Marriage may require new estate planning

Pennsylvania residents who are contemplating marriage in the near future know that planning is essential and helps to make the experience seamless. While that is true for a wedding, it is also true for financial planning after the ceremony is over. There are issues that require attention to enable future security for the couple and their family.

A new will is a good place to start. Decisions are based on whether children are involved, either from previous marriages or from the current union. If one spouse dies, it is necessary to determine whether the other spouse will inherit the entire estate and be responsible for determining how assets will be divided upon his or her death. Otherwise, the couple may decide on other forms of disbursement to care for children or other family members upon the death of a single spouse. In the event that the spouses die simultaneously, the distribution of their estate may be decided with a set amount going to each beneficiary. The couple may also choose to set up a trust, avoiding probate and saving taxes for beneficiaries.

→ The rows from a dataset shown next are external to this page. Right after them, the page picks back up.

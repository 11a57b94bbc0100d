use crate::notification::IMMEDIATE_SMS_LEAD_TIME;
use crate::shared::entity::{Entity, ID};
use serde::{Deserialize, Serialize};
use std::str::FromStr;

/// An `Appointment` is a booked service of a `Client` at a `Salon`.
///
/// The booking itself is owned by the booking application, this service
/// only reads it and drives its `NotificationState`.
#[derive(Debug, Clone, PartialEq)]
pub struct Appointment {
    pub id: ID,
    pub salon_id: ID,
    pub client_id: ID,
    pub service_id: ID,
    pub stylist_id: Option<ID>,
    /// When the service takes place
    pub start_ts: i64,
    pub end_ts: i64,
    /// When the booking was made
    pub created: i64,
    pub status: AppointmentStatus,
    pub notifications: NotificationState,
}

impl Appointment {
    pub fn new(
        salon_id: ID,
        client_id: ID,
        service_id: ID,
        start_ts: i64,
        end_ts: i64,
        created: i64,
    ) -> Self {
        Self {
            id: Default::default(),
            salon_id,
            client_id,
            service_id,
            stylist_id: None,
            start_ts,
            end_ts,
            created,
            status: AppointmentStatus::Scheduled,
            notifications: Default::default(),
        }
    }

    /// Millis between the booking and the start of the appointment
    pub fn lead_time_millis(&self) -> i64 {
        self.start_ts - self.created
    }

    /// Bookings made less than 24 hours ahead get their confirmation sms
    /// right away as there is no time to wait for the email to be opened.
    pub fn requires_immediate_confirmation_sms(&self) -> bool {
        self.lead_time_millis() < IMMEDIATE_SMS_LEAD_TIME
    }

    pub fn is_notifiable(&self) -> bool {
        self.status.is_notifiable()
    }

    /// Nothing is left to send for this appointment
    pub fn notifications_settled(&self) -> bool {
        let n = &self.notifications;
        n.sms_confirmation_sent && (n.sms_reminder_sent || n.skip_reminder_sms)
    }
}

impl Entity for Appointment {
    fn id(&self) -> &ID {
        &self.id
    }
}

#[derive(Debug, Clone, Copy, PartialEq, Eq, Serialize, Deserialize)]
#[serde(rename_all = "snake_case")]
pub enum AppointmentStatus {
    Scheduled,
    Confirmed,
    Completed,
    Cancelled,
    NoShow,
}

impl AppointmentStatus {
    pub const NOTIFIABLE: [AppointmentStatus; 2] =
        [AppointmentStatus::Scheduled, AppointmentStatus::Confirmed];

    pub fn is_notifiable(&self) -> bool {
        Self::NOTIFIABLE.contains(self)
    }

    pub fn as_str(&self) -> &'static str {
        match self {
            Self::Scheduled => "scheduled",
            Self::Confirmed => "confirmed",
            Self::Completed => "completed",
            Self::Cancelled => "cancelled",
            Self::NoShow => "no_show",
        }
    }
}

impl FromStr for AppointmentStatus {
    type Err = String;

    fn from_str(s: &str) -> Result<Self, Self::Err> {
        match s {
            "scheduled" => Ok(Self::Scheduled),
            "confirmed" => Ok(Self::Confirmed),
            "completed" => Ok(Self::Completed),
            "cancelled" => Ok(Self::Cancelled),
            "no_show" => Ok(Self::NoShow),
            _ => Err(format!("Unknown appointment status: {}", s)),
        }
    }
}

/// Which rule caused the confirmation sms to be sent
#[derive(Debug, Clone, Copy, PartialEq, Eq, Serialize, Deserialize)]
pub enum SmsConfirmationType {
    /// Booked less than 24 hours ahead, sent together with the email.
    /// This sms also serves as the reminder.
    #[serde(rename = "immediate_lt24h")]
    ImmediateLt24h,
    /// The confirmation email was not opened in time
    #[serde(rename = "deferred_unopened")]
    DeferredUnopened,
}

impl SmsConfirmationType {
    pub fn as_str(&self) -> &'static str {
        match self {
            Self::ImmediateLt24h => "immediate_lt24h",
            Self::DeferredUnopened => "deferred_unopened",
        }
    }

    /// Whether this confirmation makes the 24h reminder redundant
    pub fn replaces_reminder(&self) -> bool {
        matches!(self, Self::ImmediateLt24h)
    }

    /// Whether this confirmation may only be claimed while the email is unopened
    pub fn requires_unopened_email(&self) -> bool {
        matches!(self, Self::DeferredUnopened)
    }
}

impl FromStr for SmsConfirmationType {
    type Err = String;

    fn from_str(s: &str) -> Result<Self, Self::Err> {
        match s {
            "immediate_lt24h" => Ok(Self::ImmediateLt24h),
            "deferred_unopened" => Ok(Self::DeferredUnopened),
            _ => Err(format!("Unknown sms confirmation type: {}", s)),
        }
    }
}

/// The notification flags of an `Appointment`.
///
/// Every flag only ever moves forward through conditional updates in the
/// repository, which is what keeps concurrent senders from sending twice.
#[derive(Debug, Clone, Default, PartialEq, Serialize, Deserialize)]
#[serde(rename_all = "camelCase")]
pub struct NotificationState {
    pub email_sent_at: Option<i64>,
    pub email_opened_at: Option<i64>,
    pub sms_confirmation_sent: bool,
    pub sms_confirmation_type: Option<SmsConfirmationType>,
    pub sms_reminder_sent: bool,
    pub skip_reminder_sms: bool,
}

#[cfg(test)]
mod tests {
    use super::*;
    use crate::HOUR_MILLIS;

    fn appointment(lead_time: i64) -> Appointment {
        let created = 1_700_000_000_000;
        Appointment::new(
            Default::default(),
            Default::default(),
            Default::default(),
            created + lead_time,
            created + lead_time + HOUR_MILLIS,
            created,
        )
    }

    #[test]
    fn immediate_sms_below_24h_lead_time() {
        assert!(appointment(10 * HOUR_MILLIS).requires_immediate_confirmation_sms());
        assert!(appointment(24 * HOUR_MILLIS - 1).requires_immediate_confirmation_sms());
        assert!(!appointment(24 * HOUR_MILLIS).requires_immediate_confirmation_sms());
        assert!(!appointment(48 * HOUR_MILLIS).requires_immediate_confirmation_sms());
    }

    #[test]
    fn only_scheduled_and_confirmed_are_notifiable() {
        let mut a = appointment(HOUR_MILLIS);
        assert!(a.is_notifiable());
        a.status = AppointmentStatus::Confirmed;
        assert!(a.is_notifiable());
        for status in [
            AppointmentStatus::Completed,
            AppointmentStatus::Cancelled,
            AppointmentStatus::NoShow,
        ] {
            a.status = status;
            assert!(!a.is_notifiable());
        }
    }

    #[test]
    fn settled_when_confirmation_sent_and_reminder_handled() {
        let mut a = appointment(48 * HOUR_MILLIS);
        assert!(!a.notifications_settled());
        a.notifications.sms_confirmation_sent = true;
        assert!(!a.notifications_settled());
        a.notifications.sms_reminder_sent = true;
        assert!(a.notifications_settled());

        let mut b = appointment(HOUR_MILLIS);
        b.notifications.sms_confirmation_sent = true;
        b.notifications.skip_reminder_sms = true;
        assert!(b.notifications_settled());
    }

    #[test]
    fn sms_confirmation_type_wire_names() {
        assert_eq!(
            serde_json::to_string(&SmsConfirmationType::ImmediateLt24h).unwrap(),
            "\"immediate_lt24h\""
        );
        assert_eq!(
            "deferred_unopened".parse::<SmsConfirmationType>().unwrap(),
            SmsConfirmationType::DeferredUnopened
        );
        assert!(SmsConfirmationType::ImmediateLt24h.replaces_reminder());
        assert!(SmsConfirmationType::DeferredUnopened.requires_unopened_email());
        assert!(!SmsConfirmationType::ImmediateLt24h.requires_unopened_email());
        assert!(!SmsConfirmationType::DeferredUnopened.replaces_reminder());
        assert_eq!("no_show".parse::<AppointmentStatus>().unwrap(), AppointmentStatus::NoShow);
    }
}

The couple may wish to change previously designated beneficiaries on accounts that may include retirement, medical savings and bank accounts. In addition, this includes beneficiaries on insurance policies.

It may be necessary to change the listed agent on previously established powers of attorney. In some cases, the listed agent may be a previous spouse or other family member. This person is able to speak for a spouse if that individual becomes incapacitated. Changing this enables the current spouse to act on one's behalf if necessary.

Obtaining legal advice when deciding on estate planning may help the couple ensure the plan is complete. An attorney may provide insight into state requirements and new laws that are necessary considerations.